KENIA

In 1998 my friend and writer Ilija  Trojanow helped me to organize my first foray into Swahili East Africa, to Kenya and Tanzania. Ilija and Til, another buddy and my most serious travel competitor, had the privilege to spend their high school years in Nairobi. A time when you encountered wild animals right after leaving the airport, 20 years later, my own African dream came true, and Nairobi became my residence.  We all come from Africa, and now I was finally back. And felt immediately at home.  In all Africa Nairobi is, as long as you have money, simply the best city to live. Estates as big as farms take turns with farm-to-table eateries, weekend trips go to Lamu or to Leopards. And in which other city can you ask your Uber driver after a full night out to do a sobering-up-tour at sunrise to have breakfast in the bush while a male lion is defending his own  breakfast against a pack of hyenas? 

On no other continent I have met such special rafikis:

Peter my long-time taxi driver who fulfilled his dream to better feed his family and to explore the world as a carpenter on a Carnival cruise ship, Jean-Avis representing my great cool hakuna matata colleagues who can all  work hard and partly hard, Kennedy the soft-spoken night guard who loves Spàtzle and who knew the results of my favorite German football club every time I entered the compound, Penninah the lawyer who explained Kenyan tribalism to me and who loves Nuremberg, Peter the Second, a former German civil servant who build a safari camp on the most beautiful spot high above the Masai Mara, Kui the fashion lady who is a great entertainer and who rose from the ashes almost to Ivy League, Chui, the Lamu dhow captain and wheeler-dealer who made it three times to the Formula-One-Grand-Prix in Monaco, Pink Lady who bbqs the best Nyama Choma on the planet, Joachim the retired road builder who flew me over Africa with an airplane without doors, Lucy in the Sky, the great music journalist who gave us a full-night-tour Through all kinds of African music, the chief bodyguard of the H.E. the Kenyan President who drank me under the table, Bangkok, bad-guy-turned boxing coach and my privat bodyguard and who guaranteed my survival in Africa’s biggest slum, Grace the travel agent who booked my trips faster than I could conceive them, Amanal Petris the German marathon record whom I could only follow on a motor cycle, Stefan who converted his Landcruiser nightly into a luxury safari camp, Kristin who builds football pitches for Africa, Tony Onyango alias Leopard Man whose music turned our SAPEUR (= Society of Ambiance-Makers and Elegant People”) party into dance orgy around the pool, Tabu Osusa the famous Kenyan music producer with whom I shared the dream of once sailing down the mighty Congo River, and finally,  my great friend Isaya Mutekhele who designed this website at the Learning Lions IT center (LINK) at one of the modest beautiful and remotest places on earth – Turkana.

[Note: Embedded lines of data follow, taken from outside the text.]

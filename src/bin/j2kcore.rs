//! j2kcore CLI - exercises the JPEG 2000 core on PGM images.
//!
//! `roundtrip` encodes an image into packets, decodes it again and reports the
//! size of every layer together with the reconstruction error. `tree` prints
//! the subband decomposition of a tile-component.

use clap::{Parser, Subcommand, ValueEnum};
use j2k_core::jpeg2000::bit_plane_coder::CodingOptions;
use j2k_core::jpeg2000::codeblock::CodeBlockSize;
use j2k_core::jpeg2000::dwt::FilterKind;
use j2k_core::jpeg2000::mq_coder::Termination;
use j2k_core::jpeg2000::packet::{MarkerFlags, Packet, ProgressionOrder};
use j2k_core::jpeg2000::quantization::QuantizationType;
use j2k_core::jpeg2000::rate_allocator::LayerSpec;
use j2k_core::jpeg2000::subband::SubbandTree;
use j2k_core::{CodecContext, ComponentInfo, DataBlock, EncoderSpecs, TileGeometry, TileInput};
use std::fs;
use std::path::{Path, PathBuf};

/// JPEG 2000 core codec driver
#[derive(Parser)]
#[command(name = "j2kcore")]
#[command(version)]
#[command(about = "Round trips PGM images through the JPEG 2000 core codec", long_about = None)]
#[command(after_help = "EXAMPLES:
    j2kcore roundtrip -i image.pgm
    j2kcore roundtrip -i image.pgm --lossy --layer-bytes 2000,8000 -o decoded.pgm
    j2kcore tree --width 640 --height 480 --levels 3")]
struct Cli {
    /// Log debug messages to stderr
    #[arg(short, long, global = true)]
    verbose: bool,

    #[command(subcommand)]
    command: Commands,
}

#[derive(Subcommand)]
enum Commands {
    /// Encode and decode a binary PGM (P5) image
    #[command(visible_alias = "r")]
    Roundtrip {
        /// Input PGM file
        #[arg(short, long)]
        input: PathBuf,

        /// Write the decoded image here
        #[arg(short, long)]
        output: Option<PathBuf>,

        /// Use the 9/7 filter with expounded quantization
        #[arg(long)]
        lossy: bool,

        /// Base quantization step for lossy coding
        #[arg(long, default_value = "0.0078125")]
        base_step: f32,

        /// Decomposition levels
        #[arg(short, long, default_value = "5")]
        levels: u8,

        /// Nominal code-block width and height
        #[arg(short, long, default_value = "64")]
        block: u32,

        /// Tile width and height (the whole image when omitted)
        #[arg(short, long)]
        tile: Option<u32>,

        /// Cumulative byte budgets of the layers below a final unbounded layer
        #[arg(long, value_delimiter = ',')]
        layer_bytes: Vec<usize>,

        /// Estimate layer thresholds instead of searching them
        #[arg(long)]
        estimate: bool,

        /// Decode only this many layers
        #[arg(long)]
        decode_layers: Option<u16>,

        #[arg(long, default_value = "lrcp", value_enum)]
        progression: Progression,

        #[arg(long, default_value = "near-opt", value_enum)]
        termination: TerminationArg,

        /// Raw coding of the lower bit-planes
        #[arg(long)]
        bypass: bool,

        /// Terminate the codeword after every pass
        #[arg(long)]
        terminate_all: bool,

        /// Emit SOP and EPH markers
        #[arg(long)]
        markers: bool,
    },

    /// Print the subband tree of a tile-component
    #[command(visible_alias = "t")]
    Tree {
        #[arg(long)]
        width: u32,

        #[arg(long)]
        height: u32,

        /// Canvas position of the upper-left sample
        #[arg(long, default_value = "0")]
        x0: u32,

        #[arg(long, default_value = "0")]
        y0: u32,

        #[arg(short, long, default_value = "5")]
        levels: u8,

        #[arg(long)]
        irreversible: bool,
    },
}

#[derive(Clone, Copy, ValueEnum)]
enum Progression {
    Lrcp,
    Rlcp,
    Rpcl,
    Pcrl,
    Cprl,
}

impl From<Progression> for ProgressionOrder {
    fn from(p: Progression) -> Self {
        match p {
            Progression::Lrcp => ProgressionOrder::Lrcp,
            Progression::Rlcp => ProgressionOrder::Rlcp,
            Progression::Rpcl => ProgressionOrder::Rpcl,
            Progression::Pcrl => ProgressionOrder::Pcrl,
            Progression::Cprl => ProgressionOrder::Cprl,
        }
    }
}

#[derive(Clone, Copy, ValueEnum)]
enum TerminationArg {
    NearOpt,
    Easy,
    Predict,
    Full,
}

impl From<TerminationArg> for Termination {
    fn from(t: TerminationArg) -> Self {
        match t {
            TerminationArg::NearOpt => Termination::NearOptimal,
            TerminationArg::Easy => Termination::Easy,
            TerminationArg::Predict => Termination::Predict,
            TerminationArg::Full => Termination::Full,
        }
    }
}

fn log_level(verbose: bool) -> log::LevelFilter {
    if verbose {
        log::LevelFilter::Debug
    } else {
        log::LevelFilter::Warn
    }
}

fn main() {
    let cli = Cli::parse();
    let _ = env_logger::builder().filter_level(log_level(cli.verbose)).try_init();

    let result = match cli.command {
        Commands::Roundtrip {
            input,
            output,
            lossy,
            base_step,
            levels,
            block,
            tile,
            layer_bytes,
            estimate,
            decode_layers,
            progression,
            termination,
            bypass,
            terminate_all,
            markers,
        } => {
            let options = RoundtripOptions {
                lossy,
                base_step,
                levels,
                block,
                tile,
                layer_bytes,
                optimize: !estimate,
                decode_layers,
                progression: progression.into(),
                coding: CodingOptions {
                    bypass,
                    terminate_each_pass: terminate_all,
                    termination: termination.into(),
                    ..Default::default()
                },
                markers: MarkerFlags {
                    sop: markers,
                    eph: markers,
                },
            };
            roundtrip(&input, output.as_deref(), &options)
        }
        Commands::Tree {
            width,
            height,
            x0,
            y0,
            levels,
            irreversible,
        } => {
            let filter = if irreversible {
                FilterKind::Irreversible97
            } else {
                FilterKind::Reversible53
            };
            print_tree(&SubbandTree::new(x0, y0, width, height, levels, filter));
            Ok(())
        }
    };

    if let Err(e) = result {
        eprintln!("Error: {}", e);
        std::process::exit(1);
    }
}

struct RoundtripOptions {
    lossy: bool,
    base_step: f32,
    levels: u8,
    block: u32,
    tile: Option<u32>,
    layer_bytes: Vec<usize>,
    optimize: bool,
    decode_layers: Option<u16>,
    progression: ProgressionOrder,
    coding: CodingOptions,
    markers: MarkerFlags,
}

struct Pgm {
    width: u32,
    height: u32,
    max_value: u32,
    samples: Vec<i32>,
}

fn read_pgm(path: &Path) -> Result<Pgm, Box<dyn std::error::Error>> {
    let data = fs::read(path)?;
    let mut fields = Vec::with_capacity(4);
    let mut pos = 0;
    while fields.len() < 4 {
        while pos < data.len() && data[pos].is_ascii_whitespace() {
            pos += 1;
        }
        if data.get(pos) == Some(&b'#') {
            while pos < data.len() && data[pos] != b'\n' {
                pos += 1;
            }
            continue;
        }
        let start = pos;
        while pos < data.len() && !data[pos].is_ascii_whitespace() {
            pos += 1;
        }
        if start == pos {
            return Err("truncated PGM header".into());
        }
        fields.push(std::str::from_utf8(&data[start..pos])?.to_string());
    }
    pos += 1;
    if fields[0] != "P5" {
        return Err("only binary PGM (P5) is supported".into());
    }
    let width: u32 = fields[1].parse()?;
    let height: u32 = fields[2].parse()?;
    let max_value: u32 = fields[3].parse()?;
    if max_value == 0 || max_value > 65535 {
        return Err("PGM maximum value must be in 1..=65535".into());
    }
    let count = width as usize * height as usize;
    let bytes = if max_value > 255 { 2 } else { 1 };
    let raster = data
        .get(pos..pos + count * bytes)
        .ok_or("PGM raster is truncated")?;
    let samples = if bytes == 2 {
        raster
            .chunks_exact(2)
            .map(|c| i32::from(u16::from_be_bytes([c[0], c[1]])))
            .collect()
    } else {
        raster.iter().map(|&b| i32::from(b)).collect()
    };
    Ok(Pgm {
        width,
        height,
        max_value,
        samples,
    })
}

fn write_pgm(path: &Path, pgm: &Pgm) -> Result<(), Box<dyn std::error::Error>> {
    use std::io::Write;
    let mut file = fs::File::create(path)?;
    writeln!(file, "P5")?;
    writeln!(file, "{} {}", pgm.width, pgm.height)?;
    writeln!(file, "{}", pgm.max_value)?;
    if pgm.max_value > 255 {
        let bytes: Vec<u8> = pgm
            .samples
            .iter()
            .flat_map(|&s| (s as u16).to_be_bytes())
            .collect();
        file.write_all(&bytes)?;
    } else {
        let bytes: Vec<u8> = pgm.samples.iter().map(|&s| s as u8).collect();
        file.write_all(&bytes)?;
    }
    Ok(())
}

// Tile rectangles in raster order.
fn tiles(width: u32, height: u32, size: u32) -> Vec<(u32, u32, u32, u32)> {
    let mut out = Vec::new();
    for y in (0..height).step_by(size as usize) {
        for x in (0..width).step_by(size as usize) {
            out.push((x, y, size.min(width - x), size.min(height - y)));
        }
    }
    out
}

fn roundtrip(input: &Path, output: Option<&Path>, opts: &RoundtripOptions) -> Result<(), Box<dyn std::error::Error>> {
    let pgm = read_pgm(input)?;
    let bit_depth = (32 - pgm.max_value.leading_zeros()) as u8;
    let size = opts.tile.unwrap_or(pgm.width.max(pgm.height)).max(1);
    let rects = tiles(pgm.width, pgm.height, size);
    let area = f64::from(pgm.width) * f64::from(pgm.height);

    let components = vec![ComponentInfo::new(bit_depth, false)?];
    let mut specs = if opts.lossy {
        EncoderSpecs::lossy(rects.len(), components)?
    } else {
        EncoderSpecs::new(rects.len(), components)?
    };
    specs.base_step.set_default(opts.base_step);
    specs.levels.set_default(opts.levels);
    specs.code_block_size.set_default(CodeBlockSize::new(opts.block, opts.block)?);
    specs.coding_options.set_default(opts.coding);
    specs.progression.set_default(opts.progression);
    specs.markers.set_default(opts.markers);
    if opts.lossy {
        specs.quant_type.set_default(QuantizationType::Expounded);
    }
    for (t, &(_, _, w, h)) in rects.iter().enumerate() {
        // Budgets are shared among tiles by area.
        let share = f64::from(w) * f64::from(h) / area;
        let mut layers: Vec<LayerSpec> = opts
            .layer_bytes
            .iter()
            .map(|&b| LayerSpec::bytes((b as f64 * share) as usize, opts.optimize))
            .collect();
        layers.push(LayerSpec::unbounded());
        specs.layers.set_tile_default(t, layers);
    }

    let inputs: Vec<TileInput> = rects
        .iter()
        .enumerate()
        .map(|(t, &(x0, y0, w, h))| {
            let mut block = DataBlock::new(x0, y0, w, h);
            for y in 0..h {
                let start = ((y0 + y) * pgm.width + x0) as usize;
                block.row_mut(y).copy_from_slice(&pgm.samples[start..start + w as usize]);
            }
            TileInput {
                index: t,
                components: vec![block],
            }
        })
        .collect();

    let ctx = CodecContext::new(input.display().to_string());
    let encoded = j2k_core::encode_tiles(&inputs, &specs, &ctx)?;

    let layer_count = specs.layers.get_tile(0).len();
    for l in 0..layer_count {
        let bytes: usize = encoded.iter().map(|t| t.layers[l].bytes).sum();
        let empty = encoded.iter().all(|t| t.layers[l].empty);
        println!("layer {:>2}: {:>10} bytes{}", l, bytes, if empty { " (empty)" } else { "" });
    }
    let total: usize = encoded.iter().map(|t| t.total_bytes()).sum();
    println!(
        "total   : {:>10} bytes, {:.3} bpp",
        total,
        total as f64 * 8.0 / area.max(1.0)
    );

    let mut dec_specs = specs.decoder_specs()?;
    let keep = opts.decode_layers.unwrap_or(layer_count as u16);
    for t in 0..rects.len() {
        dec_specs.num_layers.set_tile_default(t, keep.min(layer_count as u16));
    }
    let streams: Vec<(TileGeometry, Vec<Packet>)> = encoded
        .iter()
        .map(|tile| {
            let packets = tile
                .packets
                .iter()
                .filter(|p| p.id.is_some_and(|id| id.layer < keep))
                .cloned()
                .collect();
            (tile.geometry.clone(), packets)
        })
        .collect();
    let decoded = j2k_core::decode_tiles(&dec_specs, &streams, &ctx);

    let mut out = Pgm {
        width: pgm.width,
        height: pgm.height,
        max_value: pgm.max_value,
        samples: vec![0; pgm.samples.len()],
    };
    for result in decoded {
        let components = result?;
        let block = &components[0];
        for y in 0..block.h {
            let start = ((block.uly + y) * pgm.width + block.ulx) as usize;
            out.samples[start..start + block.w as usize].copy_from_slice(block.row(y));
        }
    }

    let mut max_error = 0;
    let mut squared = 0f64;
    for (a, b) in pgm.samples.iter().zip(&out.samples) {
        let d = (a - b).abs();
        max_error = max_error.max(d);
        squared += f64::from(d) * f64::from(d);
    }
    let mse = squared / area.max(1.0);
    if mse == 0.0 {
        println!("decoded {} layer(s): lossless", keep);
    } else {
        let peak = f64::from(pgm.max_value);
        println!(
            "decoded {} layer(s): max error {}, PSNR {:.2} dB",
            keep,
            max_error,
            10.0 * (peak * peak / mse).log10()
        );
    }
    if let Some(path) = output {
        write_pgm(path, &out)?;
    }
    Ok(())
}

fn print_tree(tree: &SubbandTree) {
    println!(
        "{} levels, {:?}, {}x{} at ({}, {})",
        tree.num_levels(),
        tree.filter(),
        tree.root().w,
        tree.root().h,
        tree.root().ulcx,
        tree.root().ulcy
    );
    for i in tree.leaves() {
        let b = tree.node(i);
        println!(
            "  r{} {:?}{:<3} {:>5}x{:<5} at ({}, {}) canvas ({}, {}) l2 {:.4}",
            b.resolution,
            b.orientation,
            b.index,
            b.w,
            b.h,
            b.ulx,
            b.uly,
            b.ulcx,
            b.ulcy,
            b.l2_norm
        );
    }
}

Kenya is blessed with many great landscapes. I ascended the 5000m Mount Kenya and experienced snow at the Equator. I descended into the Great African Rift Valley.and slept in our roof tent on the inner crater of the dormant Suswa volcano.  However, in a world where human-wildlife conflicts increase by the day and most wild places are about to die, one wild place reigns supreme: the cross border Mara Serengeti, only a couple of hours away from Nairobi. No other form of travel, nothing beats a safari in the bush. If you go to Paris you are likely to see the Eifel tower, if you go to Sydney you are likely to see the Opera. If you go to the bush you are never sure what you see and who watches you before you see it, if you  ever see it.

Navigating through the bush, finding an elusive animal by reading the signs of the nature, is unique. When vultures were circling above us in numbers we knew we must be close to some new prey. When all animals were wiped off the face of the earth we could assume that a predator must be close. We went to the Mara Serengeti in all seasons of the year, in the south we saw wildebeasts calving, their young ones afoot after a few minutes and running. Better so, since predators were always close We saw young zebras growing and bathing in the dust, we saw them migrating west towards Lake Victoria and north versus the Mara River, we saw leopards and cheetahs chasing them, we saw wildebeest crossing the Mara River in thousands, we saw elephants trumpeting when they saw water. We saw lion cubs born a few days ago, we saw crocodiles waiting months for a kill, we saw the eternal cycle of life. At night we went to the river, put up our roof tents, a hundred hippos offered a concert, we drank milliliters of Jaegermeister instead of liters of beer, to avoid the need to go to the dark bushes to pee, we heard the penetrating roar of a male lion closeby, searching for his pride, we slept under the stars.

Karen Blixen said in “Out of Africa”:

You are only alive if you are living among lions. It’s true.